Aim of the task:
Please count the lines of the data that contain "produkte" and state only the total.

Material shown:
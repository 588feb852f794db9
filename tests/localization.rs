//! Integration tests for the localization workflow: store to registry to
//! resolver to localized routes and generated URLs.

use std::sync::Arc;

use locale_routes::{
    InMemoryLanguageStore, Language, LanguageResolver, LanguageStore, Languages, LocaleConfig,
    PathLanguageResolver, Route, RouteLocalizer, Translations, Translator,
};
use serde_json::json;

fn urls(pairs: &[(&str, &str)]) -> Vec<(String, String)> {
    pairs
        .iter()
        .map(|(k, v)| (k.to_string(), v.to_string()))
        .collect()
}

fn route_translator() -> Arc<dyn Translator> {
    Arc::new(
        Translations::new()
            .with_resource(
                "routes",
                "en",
                [("checkout", "checkout"), ("payment", "payment")],
            )
            .with_resource("routes", "de", [("checkout", "kasse"), ("payment", "zahlung")]),
    )
}

#[test]
fn localized_route_urls_without_translator() {
    let languages = Arc::new(
        Languages::new(vec![
            Language::new("en").as_default(),
            Language::new("de").with_fallback("en"),
        ])
        .unwrap(),
    );

    let localizer = RouteLocalizer::new(languages);
    let mut route = Route::new("foo", "{?locale}/foo");
    localizer.localize_route(&mut route, &[]);

    assert_eq!(
        route.translated_urls("https://example.com"),
        urls(&[
            ("en", "https://example.com/foo"),
            ("de", "https://example.com/de/foo"),
        ])
    );
    assert!(route.domained_urls().is_empty());

    let locales = route.localization();
    assert_eq!(locales.locale_fallbacks().get("de"), Some(&"en".to_string()));
    assert_eq!(locales.locale_omit(), Some("en"));
}

#[test]
fn localized_route_urls_with_translator() {
    let languages = Arc::new(
        Languages::new(vec![
            Language::new("en").as_default(),
            Language::new("de").with_fallback("en"),
        ])
        .unwrap(),
    );

    let localizer = RouteLocalizer::new(languages).with_translator(route_translator());
    let mut route = Route::new("foo", "{?locale}/{checkout}/{payment}");
    localizer.localize_route(&mut route, &["checkout", "payment"]);

    assert_eq!(
        route.translated_urls("https://example.com"),
        urls(&[
            ("en", "https://example.com/checkout/payment"),
            ("de", "https://example.com/de/kasse/zahlung"),
        ])
    );
}

#[test]
fn domained_languages_produce_per_domain_urls() {
    let languages = Arc::new(
        Languages::new(vec![
            Language::new("en").as_default(), // shared language as no domain
            Language::new("de").with_domain("example.de").as_default(),
            Language::new("fr").with_domain("example.fr").as_default(),
        ])
        .unwrap(),
    );

    let localizer = RouteLocalizer::new(languages).with_translator(route_translator());
    let mut route = Route::new("foo", "{?locale}/{checkout}/{payment}");
    localizer.localize_route(&mut route, &["checkout", "payment"]);

    assert_eq!(
        route.domain_translated_urls("example.de").unwrap(),
        urls(&[
            ("de", "https://example.de/kasse/zahlung"),
            ("en", "https://example.de/en/checkout/payment"),
        ])
    );

    // fr has no translations configured, so the raw segments remain.
    assert_eq!(
        route.domain_translated_urls("example.fr").unwrap(),
        urls(&[
            ("fr", "https://example.fr/checkout/payment"),
            ("en", "https://example.fr/en/checkout/payment"),
        ])
    );

    assert_eq!(
        route.domained_urls(),
        urls(&[
            ("example.de", "https://example.de/kasse/zahlung"),
            ("example.fr", "https://example.fr/checkout/payment"),
        ])
    );
}

#[test]
fn route_group_segments_translate_like_routes() {
    let languages = Arc::new(
        Languages::new(vec![
            Language::new("en").as_default(),
            Language::new("de").with_fallback("en"),
        ])
        .unwrap(),
    );

    let localizer = RouteLocalizer::new(languages).with_translator(route_translator());

    // Only the group prefix segment is localized here; the nested payment
    // segment keeps its raw text.
    let mut group = Route::group("foo", "{?locale}/{checkout}/payment");
    localizer.localize_route(&mut group, &["checkout"]);

    assert_eq!(
        group.translated_urls("https://example.com"),
        urls(&[
            ("en", "https://example.com/checkout/payment"),
            ("de", "https://example.com/de/kasse/payment"),
        ])
    );
}

#[test]
fn resource_compound_segment_translates_only_the_action_path() {
    let languages = Arc::new(
        Languages::new(vec![
            Language::new("en").as_default(),
            Language::new("de").with_fallback("en"),
        ])
        .unwrap(),
    );

    let translator = Arc::new(
        Translations::new()
            .with_resource("routes", "en", [("products", "products"), ("edit", "edit")])
            .with_resource(
                "routes",
                "de",
                [("products", "produkte"), ("edit", "bearbeiten")],
            ),
    );

    let localizer = RouteLocalizer::new(languages).with_translator(translator);
    let mut resource = Route::resource("products", "{?locale}/{products}");
    localizer.localize_route(&mut resource, &["products", "edit.edit"]);

    // Index paths carry only the translated resource segment.
    assert_eq!(
        resource.translated_urls("https://example.com"),
        urls(&[
            ("en", "https://example.com/products"),
            ("de", "https://example.com/de/produkte"),
        ])
    );

    // The edit sub-route additionally carries the translated action text.
    assert_eq!(
        resource.action_translated_urls("https://example.com", "edit", &["5"]),
        urls(&[
            ("en", "https://example.com/products/5/edit"),
            ("de", "https://example.com/de/produkte/5/bearbeiten"),
        ])
    );
}

#[test]
fn missing_translations_fall_back_to_slugged_raw_segments() {
    let languages = Arc::new(
        Languages::new(vec![
            Language::new("en").as_default(),
            Language::new("de"),
        ])
        .unwrap(),
    );

    let translator = Arc::new(
        Translations::new().with_resource("routes", "en", [("checkout", "check Out")]),
    );

    let localizer = RouteLocalizer::new(languages).with_translator(translator);
    let mut route = Route::new("foo", "{?locale}/{checkout}");
    localizer.localize_route(&mut route, &["checkout"]);

    assert_eq!(
        route.translated_urls("https://example.com"),
        urls(&[
            ("en", "https://example.com/check-out"),
            ("de", "https://example.com/de/checkout"),
        ])
    );
}

#[tokio::test]
async fn store_to_resolver_to_localizer_pipeline() {
    let store = InMemoryLanguageStore::bootstrap();
    store.insert(json!({
        "locale": "de-CH",
        "slug": "de",
        "name": "Deutsch",
        "fallback": "en",
        "order": -1,
    }));

    let languages = Arc::new(Languages::new(store.find_all().await.unwrap()).unwrap());
    assert_eq!(languages.slugs(), vec!["en", "de"]);

    let resolver = PathLanguageResolver::new();
    let context = resolver.resolve("/de/checkout", &languages).unwrap();
    assert_eq!(context.current_or(&languages).locale, "de-CH");

    let localizer = RouteLocalizer::new(Arc::clone(&languages));
    let mut route = Route::new("checkout", "{?locale}/checkout");
    localizer.localize_route_in(&context, &mut route, &[]);

    let locales = route.localization();
    assert_eq!(locales.locale(), Some("de"));
    assert_eq!(locales.locale_omit(), Some("en"));
    assert_eq!(locales.locale_fallbacks().get("de"), Some(&"en".to_string()));
}

#[test]
fn config_drives_resolver_and_localizer() {
    let config = LocaleConfig::from_json(
        r#"{
            "allow_fallback_to_default": false,
            "languages": [
                {"locale": "en", "default": true},
                {"locale": "de-CH", "slug": "de", "fallback": "en"}
            ]
        }"#,
    )
    .unwrap();

    let languages = Arc::new(config.build_registry().unwrap());
    let resolver =
        PathLanguageResolver::new().with_fallback_to_default(config.allow_fallback_to_default);

    // Unknown slug with fallback disabled: fail-soft keeps the default.
    let context = resolver.resolve_soft("/fr/checkout", &languages);
    assert_eq!(context.current_or(&languages).locale, "en");

    let localizer = RouteLocalizer::new(Arc::clone(&languages))
        .with_translation_source(config.translation_source.clone());
    let mut route = Route::new("checkout", "{?locale}/checkout");
    localizer.localize_route_in(&context, &mut route, &[]);

    assert_eq!(route.localization().locale(), Some("en"));
}

#[test]
fn localizing_twice_yields_identical_metadata() {
    let languages = Arc::new(
        Languages::new(vec![
            Language::new("en").as_default(),
            Language::new("de").with_domain("example.de").as_default(),
        ])
        .unwrap(),
    );

    let localizer = RouteLocalizer::new(languages).with_translator(route_translator());
    let mut route = Route::new("foo", "{?locale}/{checkout}");

    localizer.localize_route(&mut route, &["checkout"]);
    let first = route.clone();

    localizer.localize_route(&mut route, &["checkout"]);
    assert_eq!(route.scoped_domains(), first.scoped_domains());
    assert_eq!(
        route.domain_localization("example.de"),
        first.domain_localization("example.de")
    );
}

Finished task:
3